Gather each line containing the string "PutCommand" from these entries.

(DATASET RECORDS begins)

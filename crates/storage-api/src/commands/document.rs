//! Document operations: put, get and remove.

use crate::command::{require_bucket, CommandHeader, StorageCommand};
use crate::entities::{BucketId, BucketInfo, DocumentId, Priority};
use crate::errors::StorageError;
use crate::message_type::MessageType;
use crate::reply::{BucketInfoReply, ReplyHeader, StorageReply};
use serde::{Deserialize, Serialize};
use std::any::Any;

// =============================================================================
// PUT
// =============================================================================

/// Store a document in a bucket.
#[derive(Debug, Clone, PartialEq, Eq, Serialize, Deserialize)]
pub struct PutCommand {
    header: CommandHeader,
    pub bucket: BucketId,
    pub document_id: DocumentId,
    /// Timestamp the document is written with.
    pub timestamp: u64,
}

impl PutCommand {
    pub fn new(bucket: BucketId, document_id: DocumentId, timestamp: u64) -> Self {
        Self {
            header: CommandHeader::new(MessageType::Put),
            bucket,
            document_id,
            timestamp,
        }
    }

    pub fn with_priority(mut self, priority: Priority) -> Self {
        self.header.priority = priority;
        self
    }
}

impl StorageCommand for PutCommand {
    fn header(&self) -> &CommandHeader {
        &self.header
    }

    fn bucket(&self) -> Option<BucketId> {
        Some(self.bucket)
    }

    fn make_reply(&self) -> Result<Box<dyn StorageReply>, StorageError> {
        let bucket = require_bucket(self.bucket)?;
        Ok(Box::new(PutReply {
            header: ReplyHeader::for_command(&self.header)?,
            bucket,
            document_id: self.document_id.clone(),
            timestamp: self.timestamp,
            bucket_info: BucketInfo::default(),
            was_found: false,
        }))
    }
}

/// Reply to [`PutCommand`].
#[derive(Debug, Clone, PartialEq, Eq, Serialize, Deserialize)]
pub struct PutReply {
    header: ReplyHeader,
    pub bucket: BucketId,
    pub document_id: DocumentId,
    pub timestamp: u64,
    pub bucket_info: BucketInfo,
    /// Whether an older version of the document was replaced.
    pub was_found: bool,
}

impl StorageReply for PutReply {
    fn header(&self) -> &ReplyHeader {
        &self.header
    }

    fn header_mut(&mut self) -> &mut ReplyHeader {
        &mut self.header
    }

    fn as_bucket_info_reply(&self) -> Option<&dyn BucketInfoReply> {
        Some(self)
    }

    fn as_bucket_info_reply_mut(&mut self) -> Option<&mut dyn BucketInfoReply> {
        Some(self)
    }

    fn as_any(&self) -> &dyn Any {
        self
    }

    fn as_any_mut(&mut self) -> &mut dyn Any {
        self
    }
}

impl BucketInfoReply for PutReply {
    fn bucket(&self) -> BucketId {
        self.bucket
    }

    fn bucket_info(&self) -> BucketInfo {
        self.bucket_info
    }

    fn set_bucket_info(&mut self, info: BucketInfo) {
        self.bucket_info = info;
    }
}

// =============================================================================
// GET
// =============================================================================

/// Fetch a document from a bucket.
#[derive(Debug, Clone, PartialEq, Eq, Serialize, Deserialize)]
pub struct GetCommand {
    header: CommandHeader,
    pub bucket: BucketId,
    pub document_id: DocumentId,
    /// Comma separated list of fields to return, `[all]` for every field.
    pub field_set: String,
    /// Only versions older than this timestamp are visible. 0 means latest.
    pub before_timestamp: u64,
}

impl GetCommand {
    pub fn new(bucket: BucketId, document_id: DocumentId, field_set: impl Into<String>) -> Self {
        Self {
            header: CommandHeader::new(MessageType::Get),
            bucket,
            document_id,
            field_set: field_set.into(),
            before_timestamp: 0,
        }
    }

    pub fn with_before_timestamp(mut self, before_timestamp: u64) -> Self {
        self.before_timestamp = before_timestamp;
        self
    }

    pub fn with_priority(mut self, priority: Priority) -> Self {
        self.header.priority = priority;
        self
    }
}

impl StorageCommand for GetCommand {
    fn header(&self) -> &CommandHeader {
        &self.header
    }

    fn bucket(&self) -> Option<BucketId> {
        Some(self.bucket)
    }

    fn make_reply(&self) -> Result<Box<dyn StorageReply>, StorageError> {
        let bucket = require_bucket(self.bucket)?;
        Ok(Box::new(GetReply {
            header: ReplyHeader::for_command(&self.header)?,
            bucket,
            document_id: self.document_id.clone(),
            field_set: self.field_set.clone(),
            last_modified: 0,
            bucket_info: BucketInfo::default(),
        }))
    }
}

/// Reply to [`GetCommand`].
#[derive(Debug, Clone, PartialEq, Eq, Serialize, Deserialize)]
pub struct GetReply {
    header: ReplyHeader,
    pub bucket: BucketId,
    pub document_id: DocumentId,
    pub field_set: String,
    /// Timestamp of the returned version, 0 if not found.
    pub last_modified: u64,
    pub bucket_info: BucketInfo,
}

impl GetReply {
    pub fn was_found(&self) -> bool {
        self.last_modified != 0
    }
}

impl StorageReply for GetReply {
    fn header(&self) -> &ReplyHeader {
        &self.header
    }

    fn header_mut(&mut self) -> &mut ReplyHeader {
        &mut self.header
    }

    fn as_bucket_info_reply(&self) -> Option<&dyn BucketInfoReply> {
        Some(self)
    }

    fn as_bucket_info_reply_mut(&mut self) -> Option<&mut dyn BucketInfoReply> {
        Some(self)
    }

    fn as_any(&self) -> &dyn Any {
        self
    }

    fn as_any_mut(&mut self) -> &mut dyn Any {
        self
    }
}

impl BucketInfoReply for GetReply {
    fn bucket(&self) -> BucketId {
        self.bucket
    }

    fn bucket_info(&self) -> BucketInfo {
        self.bucket_info
    }

    fn set_bucket_info(&mut self, info: BucketInfo) {
        self.bucket_info = info;
    }
}

// =============================================================================
// REMOVE
// =============================================================================

/// Remove a document from a bucket.
#[derive(Debug, Clone, PartialEq, Eq, Serialize, Deserialize)]
pub struct RemoveCommand {
    header: CommandHeader,
    pub bucket: BucketId,
    pub document_id: DocumentId,
    pub timestamp: u64,
}

impl RemoveCommand {
    pub fn new(bucket: BucketId, document_id: DocumentId, timestamp: u64) -> Self {
        Self {
            header: CommandHeader::new(MessageType::Remove),
            bucket,
            document_id,
            timestamp,
        }
    }

    pub fn with_priority(mut self, priority: Priority) -> Self {
        self.header.priority = priority;
        self
    }
}

impl StorageCommand for RemoveCommand {
    fn header(&self) -> &CommandHeader {
        &self.header
    }

    fn bucket(&self) -> Option<BucketId> {
        Some(self.bucket)
    }

    fn make_reply(&self) -> Result<Box<dyn StorageReply>, StorageError> {
        let bucket = require_bucket(self.bucket)?;
        Ok(Box::new(RemoveReply {
            header: ReplyHeader::for_command(&self.header)?,
            bucket,
            document_id: self.document_id.clone(),
            timestamp: self.timestamp,
            old_timestamp: 0,
            bucket_info: BucketInfo::default(),
        }))
    }
}

/// Reply to [`RemoveCommand`].
#[derive(Debug, Clone, PartialEq, Eq, Serialize, Deserialize)]
pub struct RemoveReply {
    header: ReplyHeader,
    pub bucket: BucketId,
    pub document_id: DocumentId,
    pub timestamp: u64,
    /// Timestamp of the removed version, 0 if nothing was removed.
    pub old_timestamp: u64,
    pub bucket_info: BucketInfo,
}

impl StorageReply for RemoveReply {
    fn header(&self) -> &ReplyHeader {
        &self.header
    }

    fn header_mut(&mut self) -> &mut ReplyHeader {
        &mut self.header
    }

    fn as_bucket_info_reply(&self) -> Option<&dyn BucketInfoReply> {
        Some(self)
    }

    fn as_bucket_info_reply_mut(&mut self) -> Option<&mut dyn BucketInfoReply> {
        Some(self)
    }

    fn as_any(&self) -> &dyn Any {
        self
    }

    fn as_any_mut(&mut self) -> &mut dyn Any {
        self
    }
}

impl BucketInfoReply for RemoveReply {
    fn bucket(&self) -> BucketId {
        self.bucket
    }

    fn bucket_info(&self) -> BucketInfo {
        self.bucket_info
    }

    fn set_bucket_info(&mut self, info: BucketInfo) {
        self.bucket_info = info;
    }
}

(DATASET RECORDS ends)

=== YOUR RESPONSE ===
pub struct PutCommand {
impl PutCommand {
impl StorageCommand for PutCommand {
/// Reply to [`PutCommand`].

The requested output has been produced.